▶ **What you are asked to do**: Tally how many lines in the data hold the word "failed", and give the result with no other text.

[Stored data entries]
____________________
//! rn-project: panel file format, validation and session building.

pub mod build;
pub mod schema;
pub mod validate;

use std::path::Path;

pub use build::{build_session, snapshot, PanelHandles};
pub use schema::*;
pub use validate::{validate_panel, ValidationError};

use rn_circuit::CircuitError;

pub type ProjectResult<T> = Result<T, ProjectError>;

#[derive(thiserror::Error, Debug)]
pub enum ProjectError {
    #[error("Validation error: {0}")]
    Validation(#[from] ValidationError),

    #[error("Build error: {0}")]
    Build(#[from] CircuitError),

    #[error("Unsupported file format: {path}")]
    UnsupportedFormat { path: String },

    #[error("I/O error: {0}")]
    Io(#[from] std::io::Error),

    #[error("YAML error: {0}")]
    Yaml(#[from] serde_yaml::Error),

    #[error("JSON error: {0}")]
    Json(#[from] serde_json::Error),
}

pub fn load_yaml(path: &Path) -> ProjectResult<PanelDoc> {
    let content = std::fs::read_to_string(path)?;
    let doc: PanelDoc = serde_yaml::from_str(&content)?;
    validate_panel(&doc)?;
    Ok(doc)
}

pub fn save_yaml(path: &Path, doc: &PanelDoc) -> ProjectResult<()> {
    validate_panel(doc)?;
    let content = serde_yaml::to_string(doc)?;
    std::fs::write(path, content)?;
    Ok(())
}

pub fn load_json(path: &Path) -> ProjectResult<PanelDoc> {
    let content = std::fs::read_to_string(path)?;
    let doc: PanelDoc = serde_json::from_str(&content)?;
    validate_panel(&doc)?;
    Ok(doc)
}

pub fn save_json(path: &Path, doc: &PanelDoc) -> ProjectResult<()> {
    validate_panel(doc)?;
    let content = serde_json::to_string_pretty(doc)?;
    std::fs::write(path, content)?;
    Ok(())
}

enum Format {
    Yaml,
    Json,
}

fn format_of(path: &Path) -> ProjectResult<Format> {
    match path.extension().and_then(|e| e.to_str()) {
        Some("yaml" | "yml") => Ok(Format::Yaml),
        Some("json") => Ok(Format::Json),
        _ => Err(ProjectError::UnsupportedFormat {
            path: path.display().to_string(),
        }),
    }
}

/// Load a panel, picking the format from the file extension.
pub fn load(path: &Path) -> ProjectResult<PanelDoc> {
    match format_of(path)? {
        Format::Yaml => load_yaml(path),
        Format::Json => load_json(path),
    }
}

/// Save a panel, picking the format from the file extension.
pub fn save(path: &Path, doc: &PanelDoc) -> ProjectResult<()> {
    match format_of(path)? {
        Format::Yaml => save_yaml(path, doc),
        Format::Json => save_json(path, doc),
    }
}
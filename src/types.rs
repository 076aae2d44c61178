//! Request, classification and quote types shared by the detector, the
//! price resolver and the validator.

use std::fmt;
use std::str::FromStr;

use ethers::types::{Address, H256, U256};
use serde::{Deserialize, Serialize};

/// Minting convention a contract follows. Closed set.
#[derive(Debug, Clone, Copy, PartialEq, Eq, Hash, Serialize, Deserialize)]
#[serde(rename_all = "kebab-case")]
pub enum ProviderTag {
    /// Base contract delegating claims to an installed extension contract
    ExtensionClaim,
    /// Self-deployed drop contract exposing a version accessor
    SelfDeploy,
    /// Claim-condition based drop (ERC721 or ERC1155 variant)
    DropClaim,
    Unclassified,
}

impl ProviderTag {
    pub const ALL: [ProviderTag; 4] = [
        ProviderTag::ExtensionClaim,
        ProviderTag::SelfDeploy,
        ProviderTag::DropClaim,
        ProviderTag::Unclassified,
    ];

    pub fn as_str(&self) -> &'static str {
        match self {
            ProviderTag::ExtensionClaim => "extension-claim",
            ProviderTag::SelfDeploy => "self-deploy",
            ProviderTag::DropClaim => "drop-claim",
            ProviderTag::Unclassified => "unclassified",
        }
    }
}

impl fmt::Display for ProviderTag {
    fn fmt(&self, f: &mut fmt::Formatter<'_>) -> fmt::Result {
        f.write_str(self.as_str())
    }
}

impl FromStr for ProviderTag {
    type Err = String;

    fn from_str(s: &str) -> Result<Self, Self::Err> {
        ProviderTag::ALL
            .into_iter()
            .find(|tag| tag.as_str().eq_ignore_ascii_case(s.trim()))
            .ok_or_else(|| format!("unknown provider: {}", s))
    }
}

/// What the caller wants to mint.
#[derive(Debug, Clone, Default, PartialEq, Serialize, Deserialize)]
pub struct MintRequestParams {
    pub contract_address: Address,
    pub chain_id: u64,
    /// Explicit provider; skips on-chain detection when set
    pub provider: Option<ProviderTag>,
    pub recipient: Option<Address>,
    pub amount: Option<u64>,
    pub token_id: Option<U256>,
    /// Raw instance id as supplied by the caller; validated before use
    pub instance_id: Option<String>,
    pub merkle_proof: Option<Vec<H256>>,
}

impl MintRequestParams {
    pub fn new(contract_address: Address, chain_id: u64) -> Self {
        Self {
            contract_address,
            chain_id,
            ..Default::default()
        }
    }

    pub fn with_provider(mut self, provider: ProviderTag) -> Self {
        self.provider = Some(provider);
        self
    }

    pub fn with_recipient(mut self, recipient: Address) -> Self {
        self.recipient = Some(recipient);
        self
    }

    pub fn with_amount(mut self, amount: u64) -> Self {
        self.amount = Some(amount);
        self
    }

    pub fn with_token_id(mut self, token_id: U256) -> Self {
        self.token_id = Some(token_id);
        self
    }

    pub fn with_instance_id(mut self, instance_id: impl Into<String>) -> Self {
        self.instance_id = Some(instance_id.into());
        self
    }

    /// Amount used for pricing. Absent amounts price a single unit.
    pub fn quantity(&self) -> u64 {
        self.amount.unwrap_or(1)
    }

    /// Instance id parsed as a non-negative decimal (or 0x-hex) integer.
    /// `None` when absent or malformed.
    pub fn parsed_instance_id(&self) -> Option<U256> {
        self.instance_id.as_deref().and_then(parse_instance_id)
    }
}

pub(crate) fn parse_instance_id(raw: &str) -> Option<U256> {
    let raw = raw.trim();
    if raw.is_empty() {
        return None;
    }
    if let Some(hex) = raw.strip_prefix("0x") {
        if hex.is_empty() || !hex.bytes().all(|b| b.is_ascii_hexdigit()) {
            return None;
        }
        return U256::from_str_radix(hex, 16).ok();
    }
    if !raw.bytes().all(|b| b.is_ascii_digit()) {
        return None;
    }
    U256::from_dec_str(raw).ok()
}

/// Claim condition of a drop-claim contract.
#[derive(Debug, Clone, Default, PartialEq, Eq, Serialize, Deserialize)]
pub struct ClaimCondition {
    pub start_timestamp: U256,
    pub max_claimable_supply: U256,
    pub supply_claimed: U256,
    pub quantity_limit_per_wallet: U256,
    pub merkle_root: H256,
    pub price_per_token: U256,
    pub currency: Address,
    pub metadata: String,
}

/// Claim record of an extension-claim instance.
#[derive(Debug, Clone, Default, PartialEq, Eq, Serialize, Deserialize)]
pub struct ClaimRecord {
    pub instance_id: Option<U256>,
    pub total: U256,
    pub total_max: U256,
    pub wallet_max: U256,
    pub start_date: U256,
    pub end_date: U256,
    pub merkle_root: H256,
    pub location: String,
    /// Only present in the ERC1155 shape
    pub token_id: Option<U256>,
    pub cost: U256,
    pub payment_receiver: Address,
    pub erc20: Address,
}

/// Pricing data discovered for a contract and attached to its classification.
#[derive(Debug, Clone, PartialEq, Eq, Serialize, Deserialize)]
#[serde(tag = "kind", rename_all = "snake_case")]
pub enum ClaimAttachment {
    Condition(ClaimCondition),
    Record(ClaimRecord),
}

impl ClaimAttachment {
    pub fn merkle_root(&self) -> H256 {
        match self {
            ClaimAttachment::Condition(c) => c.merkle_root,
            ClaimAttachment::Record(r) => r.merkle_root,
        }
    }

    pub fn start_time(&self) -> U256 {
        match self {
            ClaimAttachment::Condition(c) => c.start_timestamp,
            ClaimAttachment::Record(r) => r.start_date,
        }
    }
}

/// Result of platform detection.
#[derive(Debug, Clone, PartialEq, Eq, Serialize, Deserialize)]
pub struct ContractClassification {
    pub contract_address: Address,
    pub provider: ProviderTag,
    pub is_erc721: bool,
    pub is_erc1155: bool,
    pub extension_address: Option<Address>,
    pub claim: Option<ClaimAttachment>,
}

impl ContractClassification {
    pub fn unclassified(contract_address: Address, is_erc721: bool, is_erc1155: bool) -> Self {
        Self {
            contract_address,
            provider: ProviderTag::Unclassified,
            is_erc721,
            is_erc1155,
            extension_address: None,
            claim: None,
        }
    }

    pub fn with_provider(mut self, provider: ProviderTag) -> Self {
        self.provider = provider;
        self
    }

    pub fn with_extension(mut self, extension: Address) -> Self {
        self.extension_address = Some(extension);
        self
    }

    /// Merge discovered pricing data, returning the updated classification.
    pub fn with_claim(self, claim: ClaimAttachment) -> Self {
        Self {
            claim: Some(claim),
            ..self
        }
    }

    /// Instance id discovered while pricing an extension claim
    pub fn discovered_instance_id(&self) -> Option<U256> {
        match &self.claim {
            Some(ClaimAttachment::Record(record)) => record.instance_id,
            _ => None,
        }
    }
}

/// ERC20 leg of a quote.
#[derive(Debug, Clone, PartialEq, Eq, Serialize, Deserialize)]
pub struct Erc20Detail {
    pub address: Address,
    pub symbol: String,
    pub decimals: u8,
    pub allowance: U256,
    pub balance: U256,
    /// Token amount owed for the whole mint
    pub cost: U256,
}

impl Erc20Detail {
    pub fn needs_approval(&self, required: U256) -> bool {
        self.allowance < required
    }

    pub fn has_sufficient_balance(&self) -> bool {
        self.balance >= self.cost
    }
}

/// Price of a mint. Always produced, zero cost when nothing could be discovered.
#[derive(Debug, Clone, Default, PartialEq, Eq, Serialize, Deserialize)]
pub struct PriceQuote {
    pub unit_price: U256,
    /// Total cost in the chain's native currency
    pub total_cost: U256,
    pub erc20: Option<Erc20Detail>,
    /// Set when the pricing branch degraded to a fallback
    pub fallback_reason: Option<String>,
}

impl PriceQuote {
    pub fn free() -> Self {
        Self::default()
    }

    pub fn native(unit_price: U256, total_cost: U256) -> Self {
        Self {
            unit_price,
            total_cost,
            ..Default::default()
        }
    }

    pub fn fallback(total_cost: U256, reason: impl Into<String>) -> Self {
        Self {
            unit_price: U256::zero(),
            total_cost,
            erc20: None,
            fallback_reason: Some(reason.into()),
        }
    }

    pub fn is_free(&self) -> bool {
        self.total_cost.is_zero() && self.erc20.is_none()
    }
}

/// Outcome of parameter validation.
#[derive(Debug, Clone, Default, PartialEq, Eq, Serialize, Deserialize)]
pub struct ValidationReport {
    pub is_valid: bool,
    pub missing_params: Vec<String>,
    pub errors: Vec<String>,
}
____________________
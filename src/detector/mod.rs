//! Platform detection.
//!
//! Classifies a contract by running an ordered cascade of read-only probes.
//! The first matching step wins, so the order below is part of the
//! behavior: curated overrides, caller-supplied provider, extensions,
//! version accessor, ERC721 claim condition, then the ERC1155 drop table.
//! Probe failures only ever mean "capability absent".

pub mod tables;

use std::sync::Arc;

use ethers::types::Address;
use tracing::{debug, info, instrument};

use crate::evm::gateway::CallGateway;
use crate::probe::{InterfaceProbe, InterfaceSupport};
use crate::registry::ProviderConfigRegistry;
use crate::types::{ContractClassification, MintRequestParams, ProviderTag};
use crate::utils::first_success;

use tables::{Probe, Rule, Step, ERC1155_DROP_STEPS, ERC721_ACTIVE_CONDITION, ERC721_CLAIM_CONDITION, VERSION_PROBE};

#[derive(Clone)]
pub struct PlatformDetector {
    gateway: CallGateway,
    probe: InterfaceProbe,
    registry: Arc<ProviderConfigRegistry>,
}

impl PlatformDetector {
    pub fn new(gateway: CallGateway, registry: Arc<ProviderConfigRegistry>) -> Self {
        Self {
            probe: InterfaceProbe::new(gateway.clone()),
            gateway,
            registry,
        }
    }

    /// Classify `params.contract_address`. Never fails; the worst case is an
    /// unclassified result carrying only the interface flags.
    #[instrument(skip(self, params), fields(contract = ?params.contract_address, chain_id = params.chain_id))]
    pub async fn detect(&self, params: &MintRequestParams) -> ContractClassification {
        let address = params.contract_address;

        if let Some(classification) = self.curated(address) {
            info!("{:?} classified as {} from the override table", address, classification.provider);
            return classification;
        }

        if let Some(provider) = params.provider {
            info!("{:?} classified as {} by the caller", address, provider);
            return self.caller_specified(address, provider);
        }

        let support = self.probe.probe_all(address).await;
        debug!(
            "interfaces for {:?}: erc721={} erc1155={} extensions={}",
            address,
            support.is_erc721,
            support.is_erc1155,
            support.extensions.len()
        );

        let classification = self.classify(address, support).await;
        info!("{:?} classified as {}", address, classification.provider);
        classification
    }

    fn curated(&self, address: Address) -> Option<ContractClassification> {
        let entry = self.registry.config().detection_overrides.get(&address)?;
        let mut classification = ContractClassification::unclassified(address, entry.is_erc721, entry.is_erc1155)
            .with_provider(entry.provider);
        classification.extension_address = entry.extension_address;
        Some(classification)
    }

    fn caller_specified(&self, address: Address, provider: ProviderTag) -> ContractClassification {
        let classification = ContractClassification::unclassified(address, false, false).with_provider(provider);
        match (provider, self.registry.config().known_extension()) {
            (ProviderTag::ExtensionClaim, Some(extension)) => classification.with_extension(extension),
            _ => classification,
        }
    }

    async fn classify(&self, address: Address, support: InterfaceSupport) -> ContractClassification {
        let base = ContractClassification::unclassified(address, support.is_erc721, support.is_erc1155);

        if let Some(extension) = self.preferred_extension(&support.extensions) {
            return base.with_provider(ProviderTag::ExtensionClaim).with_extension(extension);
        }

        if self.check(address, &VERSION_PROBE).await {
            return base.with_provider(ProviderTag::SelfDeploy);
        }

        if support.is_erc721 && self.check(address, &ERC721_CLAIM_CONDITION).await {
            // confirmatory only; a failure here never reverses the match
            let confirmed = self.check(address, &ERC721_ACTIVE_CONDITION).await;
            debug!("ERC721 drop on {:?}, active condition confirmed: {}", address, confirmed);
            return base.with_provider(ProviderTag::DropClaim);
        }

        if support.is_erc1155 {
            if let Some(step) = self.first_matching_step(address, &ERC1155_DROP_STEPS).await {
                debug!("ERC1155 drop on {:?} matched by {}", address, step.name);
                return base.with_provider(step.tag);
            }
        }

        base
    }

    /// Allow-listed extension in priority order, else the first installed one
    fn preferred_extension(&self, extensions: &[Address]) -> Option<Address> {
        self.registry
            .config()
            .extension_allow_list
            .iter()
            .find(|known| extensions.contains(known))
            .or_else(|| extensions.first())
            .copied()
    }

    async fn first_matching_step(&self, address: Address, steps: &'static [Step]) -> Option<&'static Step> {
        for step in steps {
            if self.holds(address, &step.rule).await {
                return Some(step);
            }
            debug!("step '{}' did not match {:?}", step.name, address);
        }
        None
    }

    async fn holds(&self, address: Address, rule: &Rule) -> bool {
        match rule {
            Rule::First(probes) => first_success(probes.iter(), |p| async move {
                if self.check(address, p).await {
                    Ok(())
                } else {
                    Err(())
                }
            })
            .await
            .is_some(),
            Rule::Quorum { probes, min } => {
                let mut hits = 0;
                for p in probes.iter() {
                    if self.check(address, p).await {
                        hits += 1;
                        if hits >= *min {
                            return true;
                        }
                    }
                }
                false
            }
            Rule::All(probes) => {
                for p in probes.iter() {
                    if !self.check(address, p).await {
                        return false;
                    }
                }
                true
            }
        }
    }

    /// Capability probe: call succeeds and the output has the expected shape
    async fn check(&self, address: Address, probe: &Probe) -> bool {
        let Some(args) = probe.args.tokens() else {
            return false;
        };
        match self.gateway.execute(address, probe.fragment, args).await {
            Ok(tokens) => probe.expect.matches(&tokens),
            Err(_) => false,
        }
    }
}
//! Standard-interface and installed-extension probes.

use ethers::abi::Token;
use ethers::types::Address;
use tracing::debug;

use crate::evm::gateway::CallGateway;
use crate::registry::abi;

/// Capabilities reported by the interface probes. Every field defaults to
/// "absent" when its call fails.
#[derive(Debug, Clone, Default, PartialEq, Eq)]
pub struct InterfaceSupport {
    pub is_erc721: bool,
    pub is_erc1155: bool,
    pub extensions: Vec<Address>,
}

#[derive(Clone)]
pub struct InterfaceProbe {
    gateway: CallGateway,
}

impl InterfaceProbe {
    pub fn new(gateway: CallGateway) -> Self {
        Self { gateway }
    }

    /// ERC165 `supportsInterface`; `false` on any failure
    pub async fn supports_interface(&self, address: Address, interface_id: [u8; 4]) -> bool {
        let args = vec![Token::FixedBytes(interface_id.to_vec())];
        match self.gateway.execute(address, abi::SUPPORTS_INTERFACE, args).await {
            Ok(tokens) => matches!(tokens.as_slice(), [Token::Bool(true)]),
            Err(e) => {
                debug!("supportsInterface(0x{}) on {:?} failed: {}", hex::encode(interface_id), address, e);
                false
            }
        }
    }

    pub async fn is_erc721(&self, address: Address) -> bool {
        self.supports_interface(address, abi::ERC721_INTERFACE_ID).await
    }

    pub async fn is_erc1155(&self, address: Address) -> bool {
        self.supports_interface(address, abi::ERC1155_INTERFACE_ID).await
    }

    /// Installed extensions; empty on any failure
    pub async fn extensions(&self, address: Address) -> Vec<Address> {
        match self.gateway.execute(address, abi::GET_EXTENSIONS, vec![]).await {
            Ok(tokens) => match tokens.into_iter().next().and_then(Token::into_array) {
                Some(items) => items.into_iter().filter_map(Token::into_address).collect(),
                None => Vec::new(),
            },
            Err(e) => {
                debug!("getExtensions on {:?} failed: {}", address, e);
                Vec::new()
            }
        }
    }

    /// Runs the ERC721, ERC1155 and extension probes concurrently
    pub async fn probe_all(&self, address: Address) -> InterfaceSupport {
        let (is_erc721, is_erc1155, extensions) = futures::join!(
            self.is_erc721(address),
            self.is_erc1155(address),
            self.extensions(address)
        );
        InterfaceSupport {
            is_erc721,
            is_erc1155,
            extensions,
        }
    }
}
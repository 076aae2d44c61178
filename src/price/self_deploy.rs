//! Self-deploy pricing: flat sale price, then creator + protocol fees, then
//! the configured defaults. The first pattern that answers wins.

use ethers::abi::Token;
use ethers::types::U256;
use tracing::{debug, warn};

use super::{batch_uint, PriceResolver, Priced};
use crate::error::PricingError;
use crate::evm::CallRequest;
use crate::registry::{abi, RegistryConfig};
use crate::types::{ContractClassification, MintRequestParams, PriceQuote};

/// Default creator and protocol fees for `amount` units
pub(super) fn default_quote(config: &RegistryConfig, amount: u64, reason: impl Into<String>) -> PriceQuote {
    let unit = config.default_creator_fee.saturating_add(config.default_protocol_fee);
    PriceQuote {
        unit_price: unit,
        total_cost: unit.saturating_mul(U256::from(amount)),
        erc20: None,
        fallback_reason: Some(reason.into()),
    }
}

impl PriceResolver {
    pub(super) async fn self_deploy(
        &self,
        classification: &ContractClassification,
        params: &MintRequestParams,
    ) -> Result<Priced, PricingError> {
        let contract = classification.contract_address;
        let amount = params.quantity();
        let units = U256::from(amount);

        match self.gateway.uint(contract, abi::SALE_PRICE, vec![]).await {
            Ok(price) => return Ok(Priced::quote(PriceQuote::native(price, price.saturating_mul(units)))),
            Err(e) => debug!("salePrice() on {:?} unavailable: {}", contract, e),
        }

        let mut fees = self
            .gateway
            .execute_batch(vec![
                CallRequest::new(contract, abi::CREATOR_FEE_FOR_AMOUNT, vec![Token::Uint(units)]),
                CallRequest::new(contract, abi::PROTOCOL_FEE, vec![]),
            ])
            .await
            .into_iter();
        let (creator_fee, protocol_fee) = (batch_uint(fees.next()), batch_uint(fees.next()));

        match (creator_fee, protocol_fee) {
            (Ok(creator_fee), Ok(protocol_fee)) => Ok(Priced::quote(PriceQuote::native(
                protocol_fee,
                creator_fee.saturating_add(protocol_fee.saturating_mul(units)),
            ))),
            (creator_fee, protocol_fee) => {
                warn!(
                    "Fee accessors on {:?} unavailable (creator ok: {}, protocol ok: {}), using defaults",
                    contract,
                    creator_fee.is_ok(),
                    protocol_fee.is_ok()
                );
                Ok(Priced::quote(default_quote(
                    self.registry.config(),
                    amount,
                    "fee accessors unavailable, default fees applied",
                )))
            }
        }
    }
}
____________________
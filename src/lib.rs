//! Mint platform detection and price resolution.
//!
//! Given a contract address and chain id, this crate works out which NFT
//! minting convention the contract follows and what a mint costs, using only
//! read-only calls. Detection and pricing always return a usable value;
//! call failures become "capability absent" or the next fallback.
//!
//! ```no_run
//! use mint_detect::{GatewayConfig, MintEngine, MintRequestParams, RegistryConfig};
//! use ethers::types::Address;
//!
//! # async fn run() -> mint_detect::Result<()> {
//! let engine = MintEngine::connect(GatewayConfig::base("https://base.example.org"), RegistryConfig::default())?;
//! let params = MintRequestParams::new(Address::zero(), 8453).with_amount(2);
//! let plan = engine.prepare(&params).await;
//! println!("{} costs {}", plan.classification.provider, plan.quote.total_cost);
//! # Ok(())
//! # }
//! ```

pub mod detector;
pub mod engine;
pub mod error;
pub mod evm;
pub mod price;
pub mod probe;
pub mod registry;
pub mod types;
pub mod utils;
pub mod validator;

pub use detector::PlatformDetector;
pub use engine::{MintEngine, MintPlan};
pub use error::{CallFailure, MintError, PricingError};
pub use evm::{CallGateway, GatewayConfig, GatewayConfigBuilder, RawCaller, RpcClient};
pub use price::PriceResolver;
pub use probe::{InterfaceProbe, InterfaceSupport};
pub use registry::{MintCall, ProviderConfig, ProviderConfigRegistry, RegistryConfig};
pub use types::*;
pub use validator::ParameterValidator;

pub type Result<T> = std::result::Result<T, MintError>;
____________________
▶ **Written answer**: 2